I should note that here are two critical reviews of the book written by pastors that I have also read this week (PDFs):
I don't always see Bell saying what the critics accuse him of saying in this book. Which is important because most conservatives I know accuse him of being a "heretic," a "false teacher," "dangerous," and a "deceiver."
Bell is heavily influenced by Ray Vanderlaan, whose video series I once reviewed here. I have since found a more recent and very good critique of Vanderlaan that makes Bell's use of Vanderlaan very problematic.
But Bell has raised a question that I am working on answering in my own mind, something I've wrestled with in my mind for a few years:
Orthodox doctrine ("sola scriptura" or "scripture alone") says that the Bible is:
1. Perspicuous (or clear) such that anyone can read it and understand the one true meaning of the text; the meaning intended by the author upon writing.
2. Sufficient such that Scripture alone is all that is needed to understand scripture.
Also, 3. the mind of man is the same everywhere, so that anyone in any culture/context can read the text and find the same meaning.
Bell takes issue with this, saying "Scripture alone just isn't true." He contends that:
1. It's impossible to understand what the author meant in all passages without understanding the context they were written in and the context of the audience they were written to.

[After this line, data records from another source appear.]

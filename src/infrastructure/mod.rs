pub mod config;
pub mod memory;
pub mod remote;
pub mod store;

pub use config::*;
pub use memory::*;
pub use remote::*;
pub use store::*;
//! Locale-style name ordering.
//!
//! Names are compared the way a user-facing list expects rather than by
//! byte value:
//! - accents and case are ignored at the first level (`éclair` ~ `Eclair`),
//! - runs of digits compare by numeric value (`Box 2` < `Box 10`),
//! - remaining ties break lowercase-first, then by raw text, so the order is
//!   total and deterministic.

use crate::model::master::MasterRecord;
use std::cmp::Ordering;
use unicode_normalization::char::is_combining_mark;
use unicode_normalization::UnicodeNormalization;

/// Full sort key for one name; derives the display order.
#[derive(Debug, Clone, PartialEq, Eq, PartialOrd, Ord)]
pub struct CollationKey {
    primary: Vec<KeyPart>,
    /// Per-char uppercase flags; `false < true` puts lowercase first.
    case: Vec<bool>,
    raw: String,
}

// Variant order matters: digits sort before letters.
#[derive(Debug, Clone, PartialEq, Eq, PartialOrd, Ord)]
enum KeyPart {
    /// Significant digit count, then the digits without leading zeros.
    Number(usize, String),
    Text(String),
}

impl CollationKey {
    pub fn new(value: &str) -> Self {
        Self {
            primary: primary_parts(value),
            case: value.chars().map(char::is_uppercase).collect(),
            raw: value.to_string(),
        }
    }
}

fn primary_parts(value: &str) -> Vec<KeyPart> {
    let mut parts = Vec::new();
    let mut text = String::new();
    let mut digits = String::new();

    for c in value.nfkd().filter(|c| !is_combining_mark(*c)) {
        if c.is_ascii_digit() {
            if !text.is_empty() {
                parts.push(KeyPart::Text(std::mem::take(&mut text)));
            }
            digits.push(c);
        } else {
            if !digits.is_empty() {
                parts.push(number_part(std::mem::take(&mut digits)));
            }
            text.extend(c.to_lowercase());
        }
    }
    if !text.is_empty() {
        parts.push(KeyPart::Text(text));
    }
    if !digits.is_empty() {
        parts.push(number_part(digits));
    }
    parts
}

fn number_part(digits: String) -> KeyPart {
    let significant = digits.trim_start_matches('0');
    let significant = if significant.is_empty() { "0" } else { significant };
    KeyPart::Number(significant.len(), significant.to_string())
}

/// Compares two names in display order.
pub fn compare_names(left: &str, right: &str) -> Ordering {
    CollationKey::new(left).cmp(&CollationKey::new(right))
}

/// Sorts master records by name in display order.
///
/// Stable: records with identical names keep their incoming order.
pub fn sort_masters_by_name(records: &mut [MasterRecord]) {
    records.sort_by_cached_key(|record| CollationKey::new(&record.name));
}
//! Core use-case services.
//!
//! # Responsibility
//! - Orchestrate repository calls into use-case level APIs.
//! - Keep presentation layers decoupled from storage details.

pub mod browse_session;
pub mod export_service;
pub mod item_service;
pub mod master_service;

Scripture alone isn't sufficient because it doesn't always give that context (for example, see my post about VanderLaan's look at John's letter to the 7 churches).
2. It is impossible for anyone to get the author's intended meaning, the one true interpretation, of the text because we all approach things from our own biases, culture, mores, etc. Moreover, our Bible has been translated into English such that some things get lost in translation.
The entire scholarship of post-modernism begins with linguistics. Certain European philosophers contended that the ideas behind language are different in different cultures, so things don't translate well--ie: we think differently. The doctrine that all men are of the same mind conflicts with this more modern view.
I go back and forth on whether or not I believe #3. I've intensely studied four different languages from four different language families. There are ideas in some cultures that are very difficult to convey in others.
I struggle with #1, and #2. For example, in 1 Corinthians 11 Paul commands the women not to pray without head coverings. The reason given from the pulpit of churches I've been a member of for this not applying today is that it had to do with the culture of Corinth. However, that cultural context is not given explicitly in Scripture and so that knowledge is an extra-biblical source used to apply the text today. How does that not violate the doctrine of "Scripture alone?"
Anyway, while I work on that with help from others (feel free to chime in!) I take issue with a couple other things in Bell's book, but not nearly as much as others.
Bell gives the caveat on the back cover:
"Test it. Probe it. Do that to this book. Don't swallow it uncritically. Think about it. Wrestle with it. Just because I'm a Christian...doesn't mean I've got it nailed."
I cannot really rate this book that I'm not sure about. It definitely made me think and go back to try and illuminate what was good and what was possibly heresy.